What to work on -
Search the entries for the string "Value" and give the number of lines that hold it, nothing more.

Saved data entries:
#[cfg(test)]
mod tests {
    use super::*;
    use crate::config::Config;
    use crate::{lexer, parser};

    fn try_compile(source: &str) -> Result<Module> {
        let tokens = lexer::lex(source).unwrap();
        let program = parser::parse(tokens, &Config::default()).unwrap();
        compile(&program, &SourceMap::new(source))
    }

    fn compile_ok(source: &str) -> Module {
        match try_compile(source) {
            Ok(m) => m,
            Err(e) => panic!("compile error for {source:?}: {e}"),
        }
    }

    fn compile_err(source: &str) -> CompileError {
        match try_compile(source) {
            Ok(m) => panic!("expected a compile error, got:\n{}", m.disassemble()),
            Err(e) => e,
        }
    }

    fn ops(m: &Module) -> Vec<Op> {
        m.code.iter().map(|i| i.op).collect()
    }

    #[test]
    fn let_and_print() {
        let m = compile_ok("let x = 1 + 2 * 3; print x;");
        assert_eq!(
            ops(&m),
            vec![
                Op::Const, Op::Const, Op::Const, Op::Mul, Op::Add,
                Op::StoreLocal, Op::LoadLocal, Op::Print, Op::Halt,
            ]
        );
        assert_eq!(m.constants, vec![Value::Int(1), Value::Int(2), Value::Int(3)]);
        assert_eq!(m.positions.len(), m.code.len());
    }

    #[test]
    fn constants_are_deduplicated() {
        let m = compile_ok(r#"print 1; print 1; print "a"; print "a"; print 1.0;"#);
        assert_eq!(m.constants, vec![Value::Int(1), Value::str("a"), Value::Float(1.0)]);
    }

    #[test]
    fn undefined_variable() {
        let e = compile_err("print y;");
        assert_eq!(e.kind, CompileErrorKind::UndefinedVariable("y".into()));
        assert_eq!(e.position.line, 1);
        assert_eq!(e.position.column, 7);
        assert_eq!(e.code(), "ZY-C001");
    }

    #[test]
    fn block_scope_ends_visibility() {
        let e = compile_err("{ let a = 1; } print a;");
        assert_eq!(e.kind, CompileErrorKind::UndefinedVariable("a".into()));
    }

    #[test]
    fn sibling_blocks_reuse_slots() {
        let m = compile_ok("{ let a = 1; print a; } { let b = 2; print b; }");
        let stores: Vec<u32> = m.code.iter().filter(|i| i.op == Op::StoreLocal).map(|i| i.operand).collect();
        assert_eq!(stores, vec![0, 0]);
    }

    #[test]
    fn shadowing_gets_fresh_slot() {
        let m = compile_ok("let a = 1; let a = a + 1; print a;");
        let stores: Vec<u32> = m.code.iter().filter(|i| i.op == Op::StoreLocal).map(|i| i.operand).collect();
        assert_eq!(stores, vec![0, 1]);
        // the second initializer reads the first binding
        assert_eq!(m.code[1], Instruction::new(Op::LoadLocal, 0));
    }

    #[test]
    fn assignment_targets() {
        compile_ok("let a = 1; a = 2;");
        let e = compile_err("1 = 2;");
        assert_eq!(e.kind, CompileErrorKind::InvalidAssignmentTarget);
        let e = compile_err("fn f() {} f = 1;");
        assert_eq!(e.kind, CompileErrorKind::InvalidAssignmentTarget);
        let e = compile_err("b = 1;");
        assert_eq!(e.kind, CompileErrorKind::UndefinedVariable("b".into()));
    }

    #[test]
    fn return_outside_function() {
        let e = compile_err("return 1;");
        assert_eq!(e.kind, CompileErrorKind::ReturnOutsideFunction);
        let e = compile_err("{ return; }");
        assert_eq!(e.kind, CompileErrorKind::ReturnOutsideFunction);
    }

    #[test]
    fn duplicate_parameter() {
        let e = compile_err("fn f(a, b, a) { }");
        assert_eq!(
            e.kind,
            CompileErrorKind::DuplicateParameter { name: "a".into(), first: Span::new(5, 6) }
        );
        assert_eq!(e.position.column, 12);
    }

    #[test]
    fn function_layout() {
        let m = compile_ok("fn add(a, b) { return a + b; } print add(2, 3);");
        assert_eq!(m.functions, vec![FunctionEntry { name: "add".into(), entry: 1, arity: 2 }]);
        assert_eq!(m.code[0].op, Op::Jump);
        let skip_to = m.code[0].operand as usize;
        assert_eq!(&ops(&m)[1..skip_to], &[
            Op::LoadLocal, Op::LoadLocal, Op::Add, Op::Return, Op::Const, Op::Return,
        ]);
        assert!(m.constants.contains(&Value::Function { entry: 1, arity: 2 }));
        assert_eq!(*ops(&m).last().unwrap(), Op::Halt);
    }

    #[test]
    fn recursion_resolves_but_forward_reference_does_not() {
        compile_ok("fn f(n) { if n > 0 { return f(n - 1); } return 0; } print f(3);");
        let e = compile_err("print g(); fn g() { return 1; }");
        assert_eq!(e.kind, CompileErrorKind::UndefinedVariable("g".into()));
    }

    #[test]
    fn no_capture_of_enclosing_locals() {
        let e = compile_err("let x = 1; fn f() { return x; }");
        assert_eq!(e.kind, CompileErrorKind::UndefinedVariable("x".into()));
        // but enclosing function names are visible
        compile_ok("fn a() { return 1; } fn b() { return a(); }");
    }

    #[test]
    fn if_else_jumps_are_patched() {
        let m = compile_ok("if true { print 1; } else { print 2; }");
        for inst in &m.code {
            if inst.op.operand_kind() == crate::bytecode::OperandKind::Target {
                assert!((inst.operand as usize) < m.code.len(), "{}", m.disassemble());
                assert_ne!(inst.operand, 0);
            }
        }
    }

    #[test]
    fn while_loops_back() {
        let m = compile_ok("let i = 0; while i < 3 { i = i + 1; }");
        let back = m.code.iter().rev().find(|i| i.op == Op::Jump).unwrap();
        // loop start is the condition's first instruction, just after `let`
        assert_eq!(back.operand, 2);
    }

    #[test]
    fn short_circuit_shape() {
        let m = compile_ok("print true and false;");
        assert_eq!(
            ops(&m),
            vec![Op::Const, Op::JumpIfFalseKeep, Op::Pop, Op::Const, Op::JumpIfFalseKeep, Op::Print, Op::Halt]
        );
        assert_eq!(m.code[1].operand, 5);
        assert_eq!(m.code[4].operand, 5);
    }

    #[test]
    fn expression_statements_pop() {
        let m = compile_ok("fn f() {} f();");
        let tail: Vec<Op> = ops(&m).into_iter().rev().take(3).collect();
        assert_eq!(tail, vec![Op::Halt, Op::Pop, Op::Call]);
    }

    #[test]
    fn positions_follow_source_lines() {
        let m = compile_ok("let a = 1;\nprint a / 0;");
        let div = m.code.iter().position(|i| i.op == Op::Div).unwrap();
        assert_eq!(m.positions[div].line, 2);
        assert_eq!(m.positions[div].column, 7);
    }
}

Answer space -
3